Could you show all lines in the entries below that contain the string "execution"?

BEGIN EXTRACTED ENTRIES

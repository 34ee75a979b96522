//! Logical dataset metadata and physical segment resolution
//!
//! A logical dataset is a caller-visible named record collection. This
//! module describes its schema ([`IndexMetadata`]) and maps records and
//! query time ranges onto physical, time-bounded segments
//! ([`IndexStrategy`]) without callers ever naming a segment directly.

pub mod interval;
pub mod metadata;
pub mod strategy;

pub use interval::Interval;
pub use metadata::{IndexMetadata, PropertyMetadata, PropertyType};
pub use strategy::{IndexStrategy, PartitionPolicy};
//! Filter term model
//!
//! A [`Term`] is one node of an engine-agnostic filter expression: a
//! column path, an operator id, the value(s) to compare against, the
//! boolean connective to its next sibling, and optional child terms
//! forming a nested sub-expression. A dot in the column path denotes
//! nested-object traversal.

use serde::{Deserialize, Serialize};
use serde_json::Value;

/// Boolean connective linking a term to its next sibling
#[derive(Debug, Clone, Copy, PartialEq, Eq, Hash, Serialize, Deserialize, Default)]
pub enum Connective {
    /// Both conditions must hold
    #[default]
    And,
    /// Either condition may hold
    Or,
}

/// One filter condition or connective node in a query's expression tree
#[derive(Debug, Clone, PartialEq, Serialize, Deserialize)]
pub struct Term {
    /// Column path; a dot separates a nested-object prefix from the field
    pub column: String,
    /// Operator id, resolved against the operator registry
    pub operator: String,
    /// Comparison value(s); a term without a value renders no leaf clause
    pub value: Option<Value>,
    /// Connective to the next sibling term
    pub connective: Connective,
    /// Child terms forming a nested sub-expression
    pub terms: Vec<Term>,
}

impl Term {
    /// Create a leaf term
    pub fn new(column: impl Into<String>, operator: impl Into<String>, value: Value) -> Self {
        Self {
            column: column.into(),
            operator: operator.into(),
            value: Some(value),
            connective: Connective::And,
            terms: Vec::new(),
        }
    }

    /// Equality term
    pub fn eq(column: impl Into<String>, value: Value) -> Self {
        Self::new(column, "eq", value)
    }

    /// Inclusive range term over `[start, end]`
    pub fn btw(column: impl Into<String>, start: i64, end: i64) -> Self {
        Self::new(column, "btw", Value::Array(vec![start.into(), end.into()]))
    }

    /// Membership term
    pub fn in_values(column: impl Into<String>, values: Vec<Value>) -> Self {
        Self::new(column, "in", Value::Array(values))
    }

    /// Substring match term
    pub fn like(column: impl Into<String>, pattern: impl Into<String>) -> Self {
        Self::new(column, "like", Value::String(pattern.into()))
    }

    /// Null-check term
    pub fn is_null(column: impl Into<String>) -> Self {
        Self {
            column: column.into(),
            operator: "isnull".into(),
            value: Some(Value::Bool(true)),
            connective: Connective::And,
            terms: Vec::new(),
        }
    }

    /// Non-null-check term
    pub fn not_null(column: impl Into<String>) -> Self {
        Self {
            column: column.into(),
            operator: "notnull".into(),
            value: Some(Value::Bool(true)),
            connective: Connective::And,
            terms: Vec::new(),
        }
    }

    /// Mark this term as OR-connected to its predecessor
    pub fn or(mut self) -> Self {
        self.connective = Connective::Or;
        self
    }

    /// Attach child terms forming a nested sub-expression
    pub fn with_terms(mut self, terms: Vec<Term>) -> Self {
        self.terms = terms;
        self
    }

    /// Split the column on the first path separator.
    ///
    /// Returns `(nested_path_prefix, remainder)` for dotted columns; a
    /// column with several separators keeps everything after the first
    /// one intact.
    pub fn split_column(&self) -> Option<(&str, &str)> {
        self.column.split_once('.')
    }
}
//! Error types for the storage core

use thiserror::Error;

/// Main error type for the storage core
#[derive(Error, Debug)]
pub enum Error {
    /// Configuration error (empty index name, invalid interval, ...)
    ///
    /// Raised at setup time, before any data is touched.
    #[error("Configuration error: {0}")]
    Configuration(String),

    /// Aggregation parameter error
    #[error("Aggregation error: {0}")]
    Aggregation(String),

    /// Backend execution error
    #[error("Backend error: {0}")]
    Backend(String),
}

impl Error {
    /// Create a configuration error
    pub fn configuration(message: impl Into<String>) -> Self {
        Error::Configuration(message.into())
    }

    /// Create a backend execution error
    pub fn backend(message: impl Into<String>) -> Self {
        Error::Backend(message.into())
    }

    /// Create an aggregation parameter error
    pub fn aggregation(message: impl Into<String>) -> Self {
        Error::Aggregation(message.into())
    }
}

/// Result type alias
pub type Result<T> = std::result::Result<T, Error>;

END EXTRACTED ENTRIES

* SOLVED PROBLEM *
    /// Backend execution error
    /// Create a backend execution error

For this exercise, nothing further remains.